If you're looking for ASX dividend shares with big yields, then you may want to consider the ones listed below.
Here's why analysts at Morgans rate these high yield dividend shares as buys.
Adairs Ltd (ASX: ADH)
The first high yield ASX dividend share for investors to consider is Adairs. It is the leading furniture and homewares retailer behind the online-only Mocka brand, the recently acquired Focus on Furniture brand, and the eponymous Adairs brand.
These brands give Adairs a strong position in a category that is benefitting from the shift online. It is also benefitting from structurally higher spending on the home relative to pre-COVID levels.
While FY 2022 will be tough because of COVID headwinds, the team at Morgans expect a swift rebound in FY 2023.
Morgans commented:
In FY23, we expect Focus to have bedded down and to have started a strategy of improving store economics while expanding its footprint. We expect the NDC [national distribution centre} to be up and running and delivering efficiencies. We expect Mocka to be making its first steps towards an omni-channel strategy. These factors underpin an expectation of positive earnings growth in FY23 and FY24, which we do not think are reflected in the multiple.

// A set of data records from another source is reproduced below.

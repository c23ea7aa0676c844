//! A small canonical table covering the capital area and a few towns.

use crate::{source, table::CanonicalTable};

pub const SAMPLE_TABLE_CSV: &str = include_str!("../fixtures/sample_table.csv");

/// Parses [`SAMPLE_TABLE_CSV`].
///
/// # Panics
///
/// Panics if the embedded fixture is malformed.
#[must_use]
pub fn sample_table() -> CanonicalTable {
    source::read_table(SAMPLE_TABLE_CSV.as_bytes(), b',')
        .unwrap_or_else(|e| panic!("Failed to parse sample table fixture: {e}"))
}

Morgans currently has an add rating and a $3.50 price target on Adairs shares. It is forecasting fully franked dividends of 19 cents per share in FY 2022 and 26 cents in FY 2023.
Based on the current Adairs share price of $2.76, this will mean yields of 6.9% and 9.4% respectively.
Westpac Banking Corp (ASX: WBC)
Another high yield ASX dividend share to consider buying is Westpac. This banking giant's shares have come under pressure recently due to margin weakness and cost-cutting doubts.
Morgans is positive on Australia's oldest bank and sees the recent share price weakness as a buying opportunity.
Morgans said:
WBC is our preferred major bank. We believe WBC offers the most compelling valuation of the major banks. In terms of quality of overall risk profile, we believe WBC is a close second to CBA. On credit risk, we believe WBC is positioned relatively defensively due to its loan book being more skewed to Australian home lending.
Morgans currently has an add rating and a $29.50 price target on Westpac shares.
The broker has pencilled in fully franked dividends per share of $1.19 in FY 2022 and $1.60 in FY 2023. Based on the current Westpac share price of $21.96, this will mean yields of 5.4% and 7.3% respectively.